**Exercise aim**
Your task is to return the data below, word for word.
○ ○ ○ ○ ○
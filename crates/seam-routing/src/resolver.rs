// Copyright (c) 2025 Geoffrey Huntley <ghuntley@ghuntley.com>. All rights reserved.
// SPDX-License-Identifier: Proprietary

//! Domain resolution for the tracked domain list.
//!
//! Each convergence cycle re-resolves every domain from scratch. A lookup
//! failure is absorbed at that domain's granularity and never aborts the
//! rest of the cycle.

use async_trait::async_trait;
use hickory_resolver::config::{ResolverConfig, ResolverOpts};
use hickory_resolver::TokioAsyncResolver;
use std::collections::BTreeSet;
use std::net::IpAddr;
use thiserror::Error;
use tracing::{debug, warn};

use crate::error::RoutingError;

#[derive(Debug, Error)]
pub enum ResolveError {
	#[error("lookup failed: {0}")]
	Lookup(String),
}

#[async_trait]
pub trait Resolve: Send + Sync {
	/// All A and AAAA addresses currently advertised for `domain`.
	async fn lookup(&self, domain: &str) -> Result<Vec<IpAddr>, ResolveError>;
}

/// DNS-backed resolver over the system configuration.
pub struct DomainResolver {
	resolver: TokioAsyncResolver,
}

impl DomainResolver {
	pub fn from_system_conf() -> Result<Self, RoutingError> {
		let resolver = TokioAsyncResolver::tokio_from_system_conf()
			.map_err(|e| RoutingError::Resolver(e.to_string()))?;
		Ok(Self { resolver })
	}

	pub fn cloudflare() -> Self {
		Self {
			resolver: TokioAsyncResolver::tokio(ResolverConfig::cloudflare(), ResolverOpts::default()),
		}
	}
}

#[async_trait]
impl Resolve for DomainResolver {
	async fn lookup(&self, domain: &str) -> Result<Vec<IpAddr>, ResolveError> {
		let lookup = self
			.resolver
			.lookup_ip(domain)
			.await
			.map_err(|e| ResolveError::Lookup(e.to_string()))?;

		Ok(lookup.iter().collect())
	}
}

/// Resolve every domain and return the deduplicated union of addresses.
/// Per-domain failures are logged and skipped.
pub async fn resolve_union(resolver: &dyn Resolve, domains: &[String]) -> BTreeSet<IpAddr> {
	let mut union = BTreeSet::new();

	for domain in domains {
		match resolver.lookup(domain).await {
			Ok(addresses) => {
				debug!(%domain, count = addresses.len(), "resolved domain");
				union.extend(addresses);
			}
			Err(e) => {
				warn!(%domain, error = %e, "domain resolution failed, skipping");
			}
		}
	}

	union
}

#[cfg(test)]
mod tests {
	use super::*;
	use std::collections::HashMap;

	struct MockResolver {
		answers: HashMap<String, Vec<IpAddr>>,
	}

	#[async_trait]
	impl Resolve for MockResolver {
		async fn lookup(&self, domain: &str) -> Result<Vec<IpAddr>, ResolveError> {
			self
				.answers
				.get(domain)
				.cloned()
				.ok_or_else(|| ResolveError::Lookup(format!("no records for {domain}")))
		}
	}

	fn domains(names: &[&str]) -> Vec<String> {
		names.iter().map(|s| s.to_string()).collect()
	}

	#[tokio::test]
	async fn union_is_deduplicated_across_domains() {
		let shared: IpAddr = "192.0.2.1".parse().unwrap();
		let mut answers = HashMap::new();
		answers.insert("a.example.com".to_string(), vec![shared]);
		answers.insert(
			"b.example.com".to_string(),
			vec![shared, "192.0.2.2".parse().unwrap()],
		);
		let resolver = MockResolver { answers };

		let union =
			resolve_union(&resolver, &domains(&["a.example.com", "b.example.com"])).await;
		assert_eq!(union.len(), 2);
	}

	#[tokio::test]
	async fn failed_domain_does_not_affect_others() {
		let mut answers = HashMap::new();
		answers.insert(
			"good.example.com".to_string(),
			vec!["192.0.2.1".parse().unwrap(), "2001:db8::1".parse().unwrap()],
		);
		let resolver = MockResolver { answers };

		let union = resolve_union(
			&resolver,
			&domains(&["broken.example.com", "good.example.com"]),
		)
		.await;

		assert_eq!(union.len(), 2);
		assert!(union.contains(&"192.0.2.1".parse::<IpAddr>().unwrap()));
		assert!(union.contains(&"2001:db8::1".parse::<IpAddr>().unwrap()));
	}

	#[tokio::test]
	async fn all_domains_failing_yields_empty_union() {
		let resolver = MockResolver {
			answers: HashMap::new(),
		};

		let union = resolve_union(&resolver, &domains(&["a.example.com"])).await;
		assert!(union.is_empty());
	}
}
○ ○ ○ ○ ○
**Solution**
filename crates/seam-routing/src/resolver.rs
// Copyright (c) 2025 Geoffrey Huntley <ghuntley@ghuntley.com>. All rights reserved.
// SPDX-License-Identifier: Proprietary

//! Domain resolution for the tracked domain list.
//!
//! Each convergence cycle re-resolves every domain from scratch. A lookup
//! failure is absorbed at that domain's granularity and never aborts the
//! rest of the cycle.

use async_trait::async_trait;
use hickory_resolver::config::{ResolverConfig, ResolverOpts};
use hickory_resolver::TokioAsyncResolver;
use std::collections::BTreeSet;
use std::net::IpAddr;
use thiserror::Error;
use tracing::{debug, warn};

use crate::error::RoutingError;

#[derive(Debug, Error)]
pub enum ResolveError {
	#[error("lookup failed: {0}")]
	Lookup(String),
}

#[async_trait]
pub trait Resolve: Send + Sync {
	/// All A and AAAA addresses currently advertised for `domain`.
	async fn lookup(&self, domain: &str) -> Result<Vec<IpAddr>, ResolveError>;
}

/// DNS-backed resolver over the system configuration.
pub struct DomainResolver {
	resolver: TokioAsyncResolver,
}

impl DomainResolver {
	pub fn from_system_conf() -> Result<Self, RoutingError> {
		let resolver = TokioAsyncResolver::tokio_from_system_conf()
			.map_err(|e| RoutingError::Resolver(e.to_string()))?;
		Ok(Self { resolver })
	}

	pub fn cloudflare() -> Self {
		Self {
			resolver: TokioAsyncResolver::tokio(ResolverConfig::cloudflare(), ResolverOpts::default()),
		}
	}
}

#[async_trait]
impl Resolve for DomainResolver {
	async fn lookup(&self, domain: &str) -> Result<Vec<IpAddr>, ResolveError> {
		let lookup = self
			.resolver
			.lookup_ip(domain)
			.await
			.map_err(|e| ResolveError::Lookup(e.to_string()))?;

		Ok(lookup.iter().collect())
	}
}

/// Resolve every domain and return the deduplicated union of addresses.
/// Per-domain failures are logged and skipped.
pub async fn resolve_union(resolver: &dyn Resolve, domains: &[String]) -> BTreeSet<IpAddr> {
	let mut union = BTreeSet::new();

	for domain in domains {
		match resolver.lookup(domain).await {
			Ok(addresses) => {
				debug!(%domain, count = addresses.len(), "resolved domain");
				union.extend(addresses);
			}
			Err(e) => {
				warn!(%domain, error = %e, "domain resolution failed, skipping");
			}
		}
	}

	union
}

#[cfg(test)]
mod tests {
	use super::*;
	use std::collections::HashMap;

	struct MockResolver {
		answers: HashMap<String, Vec<IpAddr>>,
	}

	#[async_trait]
	impl Resolve for MockResolver {
		async fn lookup(&self, domain: &str) -> Result<Vec<IpAddr>, ResolveError> {
			self
				.answers
				.get(domain)
				.cloned()
				.ok_or_else(|| ResolveError::Lookup(format!("no records for {domain}")))
		}
	}

	fn domains(names: &[&str]) -> Vec<String> {
		names.iter().map(|s| s.to_string()).collect()
	}

	#[tokio::test]
	async fn union_is_deduplicated_across_domains() {
		let shared: IpAddr = "192.0.2.1".parse().unwrap();
		let mut answers = HashMap::new();
		answers.insert("a.example.com".to_string(), vec![shared]);
		answers.insert(
			"b.example.com".to_string(),
			vec![shared, "192.0.2.2".parse().unwrap()],
		);
		let resolver = MockResolver { answers };

		let union =
			resolve_union(&resolver, &domains(&["a.example.com", "b.example.com"])).await;
		assert_eq!(union.len(), 2);
	}

	#[tokio::test]
	async fn failed_domain_does_not_affect_others() {
		let mut answers = HashMap::new();
		answers.insert(
			"good.example.com".to_string(),
			vec!["192.0.2.1".parse().unwrap(), "2001:db8::1".parse().unwrap()],
		);
		let resolver = MockResolver { answers };

		let union = resolve_union(
			&resolver,
			&domains(&["broken.example.com", "good.example.com"]),
		)
		.await;

		assert_eq!(union.len(), 2);
		assert!(union.contains(&"192.0.2.1".parse::<IpAddr>().unwrap()));
		assert!(union.contains(&"2001:db8::1".parse::<IpAddr>().unwrap()));
	}

	#[tokio::test]
	async fn all_domains_failing_yields_empty_union() {
		let resolver = MockResolver {
			answers: HashMap::new(),
		};

		let union = resolve_union(&resolver, &domains(&["a.example.com"])).await;
		assert!(union.is_empty());
	}
}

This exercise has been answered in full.